Directions: Beneath this line is the data. Output exactly the lines from the line with "use docopt::Docopt;" to the line with "use serde_derive::Deserialize;", both ends included, and nothing more.

---------- Data records

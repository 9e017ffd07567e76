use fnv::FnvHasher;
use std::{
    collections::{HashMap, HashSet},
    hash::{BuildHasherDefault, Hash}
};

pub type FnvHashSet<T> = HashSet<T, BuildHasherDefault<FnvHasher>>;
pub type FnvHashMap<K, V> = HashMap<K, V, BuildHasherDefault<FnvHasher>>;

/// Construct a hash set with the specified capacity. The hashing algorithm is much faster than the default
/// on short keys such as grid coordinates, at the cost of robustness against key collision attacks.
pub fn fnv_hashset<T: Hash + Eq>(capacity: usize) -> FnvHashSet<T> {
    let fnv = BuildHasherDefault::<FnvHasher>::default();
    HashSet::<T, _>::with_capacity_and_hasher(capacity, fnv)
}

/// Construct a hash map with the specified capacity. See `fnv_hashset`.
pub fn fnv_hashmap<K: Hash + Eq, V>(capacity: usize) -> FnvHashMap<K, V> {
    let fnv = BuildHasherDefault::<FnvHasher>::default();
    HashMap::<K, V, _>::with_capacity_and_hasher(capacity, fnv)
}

--------------------
---------- Data records

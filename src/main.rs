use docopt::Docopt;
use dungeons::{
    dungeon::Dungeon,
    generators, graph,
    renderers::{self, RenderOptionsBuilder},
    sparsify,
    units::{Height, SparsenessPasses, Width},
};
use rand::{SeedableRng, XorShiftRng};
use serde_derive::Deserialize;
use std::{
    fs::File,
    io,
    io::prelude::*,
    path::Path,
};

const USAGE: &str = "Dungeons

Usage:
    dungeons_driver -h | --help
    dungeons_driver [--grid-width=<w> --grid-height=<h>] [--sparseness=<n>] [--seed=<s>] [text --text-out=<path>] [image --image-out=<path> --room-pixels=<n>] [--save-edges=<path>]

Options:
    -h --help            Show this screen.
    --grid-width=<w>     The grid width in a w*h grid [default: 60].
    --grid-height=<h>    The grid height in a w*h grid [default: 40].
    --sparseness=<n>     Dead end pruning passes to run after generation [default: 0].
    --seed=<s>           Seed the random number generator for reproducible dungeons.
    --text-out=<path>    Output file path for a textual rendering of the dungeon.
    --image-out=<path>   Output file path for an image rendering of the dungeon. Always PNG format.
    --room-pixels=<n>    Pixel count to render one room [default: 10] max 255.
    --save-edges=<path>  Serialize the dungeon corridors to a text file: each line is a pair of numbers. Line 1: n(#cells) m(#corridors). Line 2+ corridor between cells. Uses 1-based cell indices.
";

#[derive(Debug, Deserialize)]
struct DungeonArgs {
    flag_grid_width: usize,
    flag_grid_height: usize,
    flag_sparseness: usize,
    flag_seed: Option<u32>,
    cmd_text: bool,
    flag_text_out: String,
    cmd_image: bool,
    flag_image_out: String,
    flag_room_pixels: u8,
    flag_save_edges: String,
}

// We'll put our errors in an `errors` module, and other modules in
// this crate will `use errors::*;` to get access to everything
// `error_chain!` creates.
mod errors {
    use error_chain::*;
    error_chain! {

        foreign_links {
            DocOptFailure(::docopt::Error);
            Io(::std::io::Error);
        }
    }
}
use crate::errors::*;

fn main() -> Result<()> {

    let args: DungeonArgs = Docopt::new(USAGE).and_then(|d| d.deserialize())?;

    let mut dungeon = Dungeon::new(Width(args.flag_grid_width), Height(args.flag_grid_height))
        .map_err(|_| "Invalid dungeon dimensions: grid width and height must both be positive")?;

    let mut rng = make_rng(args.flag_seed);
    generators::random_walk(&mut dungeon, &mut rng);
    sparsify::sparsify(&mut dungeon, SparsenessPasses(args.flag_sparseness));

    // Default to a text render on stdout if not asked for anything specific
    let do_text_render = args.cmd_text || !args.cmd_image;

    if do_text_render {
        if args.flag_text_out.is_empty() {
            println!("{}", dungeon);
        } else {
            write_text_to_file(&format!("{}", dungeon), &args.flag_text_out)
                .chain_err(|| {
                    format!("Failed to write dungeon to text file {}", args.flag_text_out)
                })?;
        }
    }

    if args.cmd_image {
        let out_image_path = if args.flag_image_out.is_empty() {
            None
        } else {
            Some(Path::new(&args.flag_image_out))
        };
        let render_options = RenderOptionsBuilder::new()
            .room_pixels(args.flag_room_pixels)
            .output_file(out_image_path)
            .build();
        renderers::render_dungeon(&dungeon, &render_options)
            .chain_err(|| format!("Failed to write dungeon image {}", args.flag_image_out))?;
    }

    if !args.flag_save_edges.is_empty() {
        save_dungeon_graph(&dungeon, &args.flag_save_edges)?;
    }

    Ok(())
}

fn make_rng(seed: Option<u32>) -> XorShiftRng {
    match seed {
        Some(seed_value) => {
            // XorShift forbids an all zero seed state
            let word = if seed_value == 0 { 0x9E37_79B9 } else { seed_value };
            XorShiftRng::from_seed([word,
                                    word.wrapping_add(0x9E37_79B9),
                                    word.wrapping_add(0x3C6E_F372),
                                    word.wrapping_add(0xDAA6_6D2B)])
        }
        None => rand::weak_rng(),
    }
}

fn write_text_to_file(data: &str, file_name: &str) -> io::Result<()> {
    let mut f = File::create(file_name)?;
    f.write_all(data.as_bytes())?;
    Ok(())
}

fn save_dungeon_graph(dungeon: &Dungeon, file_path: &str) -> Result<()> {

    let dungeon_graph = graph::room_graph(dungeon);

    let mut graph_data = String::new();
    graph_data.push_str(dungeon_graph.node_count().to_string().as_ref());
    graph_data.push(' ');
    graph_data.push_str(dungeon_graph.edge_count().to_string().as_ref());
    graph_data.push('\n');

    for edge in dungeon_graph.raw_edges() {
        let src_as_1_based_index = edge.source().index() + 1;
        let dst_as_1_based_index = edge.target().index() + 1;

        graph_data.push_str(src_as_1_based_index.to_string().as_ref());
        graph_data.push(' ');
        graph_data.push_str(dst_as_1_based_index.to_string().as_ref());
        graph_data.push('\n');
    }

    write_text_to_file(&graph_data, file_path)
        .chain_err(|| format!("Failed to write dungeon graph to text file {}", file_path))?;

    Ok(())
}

--------------------

Solution for this exercise:
use docopt::Docopt;
use dungeons::{
    dungeon::Dungeon,
    generators, graph,
    renderers::{self, RenderOptionsBuilder},
    sparsify,
    units::{Height, SparsenessPasses, Width},
};
use rand::{SeedableRng, XorShiftRng};
use serde_derive::Deserialize;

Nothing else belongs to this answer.